I've just made up my mind and decided to install Ubuntu 10.10 alongside Windows 7 x64.
I'd do it myself, but I have a Dell laptop and it has 3 partitions instead of just one:
*OEM (according to ubuntu, FAT16 - it seems that it is Dell's recovery utilities, 39MB)
*RECOVERY (NTFS, seems that it is the Repair Console, 14GB)
*C disk itself (232GB, NTFS)

Is there any way to shrink the latter and safely install Ubuntu without fear of obliterating my disk? :p

Cheers!

rizman
November 29th, 2010, 03:35 PM
Hi there,

I just did exactly that 4 days ago. I also had 3 partitions on my Packard Bell Notebook.
2 where somehow related to the recovery and the third (450GB) was the one where Windows 7 was installed.

First I'd suggest you backup ALL your important data (Music, Pictures, Documents) to an external HDD.

Having done that, I booted Ubuntu using the Live-CD and repartitioned my HDD using GParted. I left the first 2 partitions untouched. The big one I just deleted (as I had backed up everything). Now I have created a 80GB partition for everything Windows, a 20GB for everything Ubuntu. The remaining space I have used to store my Data (I formatted that partition as NTFS to be able to access it from Windows and Ubuntu)

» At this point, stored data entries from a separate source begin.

// SPDX-License-Identifier: Apache-2.0 OR MIT
// Copyright (c) 2025-2026 naskel.com

//! Object liveness and mailbox affinity tracking.
//!
//! Every anchored object owns one heap-resident [`ObjectMonitor`] that
//! records, in a single atomic word, whether the object is still alive and
//! how many references (weak links plus the anchor's guard) exist:
//!
//! ```text
//! state = (refcount << 1) | alive_bit
//! ```
//!
//! The encoding lets "object died" flip the alive bit and take one guard
//! reference in a single `fetch_add(1)`, and lets "drop reference" detect
//! the final owner with a `== 2` check on the previous value.
//!
//! The monitor also carries the object's current mailbox (its thread
//! affinity), guarded by a spin RW lock because the critical section is a
//! single pointer read or write.

use crate::rt::{Mailbox, SpinRwLock};
use crate::worker;
use std::fmt;
use std::ptr::NonNull;
use std::sync::atomic::{AtomicUsize, Ordering};
use std::sync::Arc;

const ALIVE: usize = 1;
const REF_UNIT: usize = 2;

/// Heap-resident liveness + affinity descriptor for one anchored object.
///
/// Never moved after allocation; freed by the last reference drop. The
/// monitor deliberately knows nothing about the object itself (endpoints
/// pin their own object pointer), so its whole state is one atomic word
/// plus the mailbox slot.
pub struct ObjectMonitor {
    /// Bit 0: alive flag. Bits 1..: reference count times two.
    state: AtomicUsize,
    /// Current mailbox affinity; mutated only by anchor transfer calls.
    mailbox: SpinRwLock<Option<Arc<Mailbox>>>,
}

impl ObjectMonitor {
    /// Allocate a monitor born alive, affiliated with the current thread.
    fn alloc() -> NonNull<ObjectMonitor> {
        let boxed = Box::new(Self {
            state: AtomicUsize::new(ALIVE),
            mailbox: SpinRwLock::new(Some(worker::local_mailbox())),
        });
        // SAFETY: Box::into_raw never returns null.
        unsafe { NonNull::new_unchecked(Box::into_raw(boxed)) }
    }

    fn add_ref(&self) {
        self.state.fetch_add(REF_UNIT, Ordering::SeqCst);
    }

    /// Drop one reference; frees the monitor when it was the last.
    ///
    /// # Safety
    /// `monitor` must come from [`alloc`](Self::alloc) and the caller must
    /// own exactly one reference it has not dropped yet.
    unsafe fn drop_ref(monitor: NonNull<ObjectMonitor>) {
        let prev = monitor
            .as_ref()
            .state
            .fetch_sub(REF_UNIT, Ordering::SeqCst);
        if prev == REF_UNIT {
            drop(Box::from_raw(monitor.as_ptr()));
        }
    }

    fn is_alive(&self) -> bool {
        self.state.load(Ordering::Acquire) & ALIVE != 0
    }

    fn mailbox(&self) -> Option<Arc<Mailbox>> {
        self.mailbox.read().clone()
    }

    fn set_mailbox(&self, mailbox: Option<Arc<Mailbox>>) {
        // Swap under the lock, destroy outside it: dropping the last handle
        // to a mailbox destroys its queued messages, whose rollback logic
        // may take monitor locks of its own.
        let old = {
            let mut guard = self.mailbox.write();
            std::mem::replace(&mut *guard, mailbox)
        };
        drop(old);
    }

    /// Compare the stored mailbox with the calling thread's, under the read
    /// guard.
    fn same_mailbox(&self) -> bool {
        let guard = self.mailbox.read();
        match guard.as_ref() {
            Some(mailbox) => Arc::ptr_eq(mailbox, &worker::local_mailbox()),
            None => false,
        }
    }
}

// =============================================================================
// MonitorLink: refcounted weak reference
// =============================================================================

/// Weak link to a monitor: holds a reference, does not keep the object
/// alive. The empty form is the tombstone used inside connection lists.
///
/// Equality is monitor identity, so two links to the same object compare
/// equal regardless of how they were obtained.
pub struct MonitorLink {
    monitor: Option<NonNull<ObjectMonitor>>,
}

// SAFETY: all monitor state behind the pointer is atomic or lock-guarded,
// and the refcount protocol keeps the allocation live for as long as any
// link exists, on any thread.
unsafe impl Send for MonitorLink {}
unsafe impl Sync for MonitorLink {}

impl MonitorLink {
    fn from_monitor(monitor: NonNull<ObjectMonitor>) -> Self {
        // SAFETY: caller (Anchor) guarantees the monitor is live.
        unsafe { monitor.as_ref() }.add_ref();
        Self {
            monitor: Some(monitor),
        }
    }

    /// The tombstone form: refers to nothing.
    pub fn empty() -> Self {
        Self { monitor: None }
    }

    #[must_use]
    pub fn is_empty(&self) -> bool {
        self.monitor.is_none()
    }

    /// Whether the referent object is still alive. Empty links are dead.
    #[must_use]
    pub fn is_alive(&self) -> bool {
        self.with(|m| m.is_alive()).unwrap_or(false)
    }

    /// The referent's current mailbox, if it still has one.
    pub fn mailbox(&self) -> Option<Arc<Mailbox>> {
        self.with(|m| m.mailbox()).flatten()
    }

    /// Whether the referent is affiliated with the calling thread's mailbox.
    #[must_use]
    pub fn same_mailbox(&self) -> bool {
        self.with(|m| m.same_mailbox()).unwrap_or(false)
    }

    fn with<R>(&self, f: impl FnOnce(&ObjectMonitor) -> R) -> Option<R> {
        // SAFETY: a non-empty link holds a reference, so the monitor
        // allocation outlives this borrow.
        self.monitor.map(|m| f(unsafe { m.as_ref() }))
    }
}

impl Clone for MonitorLink {
    fn clone(&self) -> Self {
        if let Some(monitor) = self.monitor {
            // SAFETY: we hold a reference, so the monitor is live.
            unsafe { monitor.as_ref() }.add_ref();
        }
        Self {
            monitor: self.monitor,
        }
    }
}

impl Drop for MonitorLink {
    fn drop(&mut self) {
        if let Some(monitor) = self.monitor.take() {
            // SAFETY: this link owned one reference.
            unsafe { ObjectMonitor::drop_ref(monitor) };
        }
    }
}

impl PartialEq for MonitorLink {
    fn eq(&self, other: &Self) -> bool {
        self.monitor == other.monitor
    }
}

impl Eq for MonitorLink {}

impl fmt::Debug for MonitorLink {
    fn fmt(&self, f: &mut fmt::Formatter<'_>) -> fmt::Result {
        match self.monitor {
            Some(monitor) => write!(f, "MonitorLink({:p})", monitor.as_ptr()),
            None => write!(f, "MonitorLink(empty)"),
        }
    }
}

// =============================================================================
// Anchor: ownership handle
// =============================================================================

/// Ownership handle keeping its monitor in the ALIVE state.
///
/// Embed one per object; endpoints bind to it via their `attach` call.
/// Anchors are deliberately neither `Clone` nor adjusted on move: a copied
/// object is a distinct logical object and must construct its own anchor.
///
/// Dropping the anchor flips the alive bit, so in-flight signals aimed at
/// the object become silent drops, then releases the mailbox affinity and
/// the anchor's reference.
pub struct Anchor {
    monitor: NonNull<ObjectMonitor>,
}

// SAFETY: as for MonitorLink: the monitor is atomically managed and the
// anchor's reference (the alive bit) pins the allocation.
unsafe impl Send for Anchor {}
unsafe impl Sync for Anchor {}

impl Anchor {
    /// Create an anchor affiliated with the calling thread's mailbox.
    pub fn new() -> Self {
        Self {
            monitor: ObjectMonitor::alloc(),
        }
    }

    /// A fresh weak link to this object's monitor.
    pub fn link(&self) -> MonitorLink {
        MonitorLink::from_monitor(self.monitor)
    }

    /// Re-affiliate the object with `mailbox`.
    ///
    /// Undefined unless the object's endpoint lists are empty and no
    /// traffic referencing it is in flight.
    pub fn move_to_mailbox(&self, mailbox: Arc<Mailbox>) {
        self.monitor().set_mailbox(Some(mailbox));
    }

    /// Re-affiliate the object with the calling thread.
    pub fn move_to_local_thread(&self) {
        self.move_to_mailbox(worker::local_mailbox());
    }

    fn monitor(&self) -> &ObjectMonitor {
        // SAFETY: the anchor keeps the monitor alive until Drop.
        unsafe { self.monitor.as_ref() }
    }
}

impl Default for Anchor {
    fn default() -> Self {
        Self::new()
    }
}

impl Drop for Anchor {
    fn drop(&mut self) {
        let monitor = self.monitor();
        // Flip the alive bit and take a guard reference in one operation;
        // anything consuming a signal after this sees a dead object.
        monitor.state.fetch_add(1, Ordering::SeqCst);
        // Drop the mailbox so monitor -> mailbox -> queued message ->
        // monitor cycles cannot keep either side alive.
        monitor.set_mailbox(None);
        // SAFETY: releasing the guard reference taken above.
        unsafe { ObjectMonitor::drop_ref(self.monitor) };
    }
}
// SPDX-License-Identifier: Apache-2.0 OR MIT
// Copyright (c) 2025-2026 naskel.com

//! Error types for OS-primitive failures.

use std::io;
use thiserror::Error;

/// A failed OS primitive call, tagged with the syscall name.
#[derive(Debug, Error)]
#[error("{label} failed: {source}")]
pub struct SyscallError {
    /// Short syscall label (e.g. `"sem_init"`).
    pub label: &'static str,
    /// The captured errno.
    #[source]
    pub source: io::Error,
}

impl SyscallError {
    /// Capture `errno` for the named syscall.
    pub(crate) fn last(label: &'static str) -> Self {
        Self {
            label,
            source: io::Error::last_os_error(),
        }
    }

    pub(crate) fn new(label: &'static str, source: io::Error) -> Self {
        Self { label, source }
    }
}

/// Outcome of a timed wait: expired, or a real failure.
#[derive(Debug, Error)]
pub enum WaitError {
    #[error("wait timed out")]
    Timeout,
    #[error(transparent)]
    Sys(#[from] SyscallError),
}
impl<P: SignalArgs> EdgeFullDisconnect<P> {
    pub(crate) fn send(
        dest_link: MonitorLink,
        edge: *const Edge<P>,
        apart_link: MonitorLink,
        slot: *const Slot<P>,
    ) {
        let msg = Box::new(Self {
            dest_link: dest_link.clone(),
            edge,
            apart_link,
            slot,
        });
        deliver_to(&dest_link, msg, "disconnect(edge)");
    }
}

impl<P: SignalArgs> Message for EdgeFullDisconnect<P> {
    fn consume(self: Box<Self>) -> LoopControl {
        if self.dest_link.is_alive() {
            // SAFETY: edge owner alive, consuming on its thread.
            unsafe {
                (*self.edge).disconnect_pair(
                    self.dest_link.clone(),
                    self.apart_link.clone(),
                    self.slot,
                );
            }
        }
        LoopControl::Continue
    }
}

// =============================================================================
// Timer control
// =============================================================================

/// Runs `activate` on the timer owner's thread.
pub(crate) struct ActivateTimer {
    link: MonitorLink,
    timer: *const Timer,
}

// SAFETY: `timer` is dereferenced only on the owner's thread after the
// liveness check; the link pins the monitor.
unsafe impl Send for ActivateTimer {}

impl ActivateTimer {
    pub(crate) fn send(link: MonitorLink, timer: *const Timer) {
        let msg = Box::new(Self {
            link: link.clone(),
            timer,
        });
        deliver_to(&link, msg, "activate-timer");
    }
}

impl Message for ActivateTimer {
    fn consume(self: Box<Self>) -> LoopControl {
        if self.link.is_alive() {
            // SAFETY: owner alive, consuming on its thread; activate_routed
            // re-checks affinity in case the timer moved again.
            unsafe { (*self.timer).activate_routed(self.link.clone()) };
        }
        LoopControl::Continue
    }
}

/// Runs `deactivate` on the timer owner's thread.
pub(crate) struct DeactivateTimer {
    link: MonitorLink,
    timer: *const Timer,
}

// SAFETY: see ActivateTimer.
unsafe impl Send for DeactivateTimer {}

impl DeactivateTimer {
    pub(crate) fn send(link: MonitorLink, timer: *const Timer) {
        let msg = Box::new(Self {
            link: link.clone(),
            timer,
        });
        deliver_to(&link, msg, "deactivate-timer");
    }
}

impl Message for DeactivateTimer {
    fn consume(self: Box<Self>) -> LoopControl {
        if self.link.is_alive() {
            // SAFETY: see ActivateTimer::consume.
            unsafe { (*self.timer).deactivate_routed(self.link.clone()) };
        }
        LoopControl::Continue
    }
}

Now I had to take care that the Windows partition would be the third partition - right after those restore partitions - as the restore software would always pick the third partition it found.

From there it was: re-install Windows.
Install Ubuntu.

Now if you don't want to format your drive, you can use GParted to move-resize partitions. But I'm not sure how reliable that is.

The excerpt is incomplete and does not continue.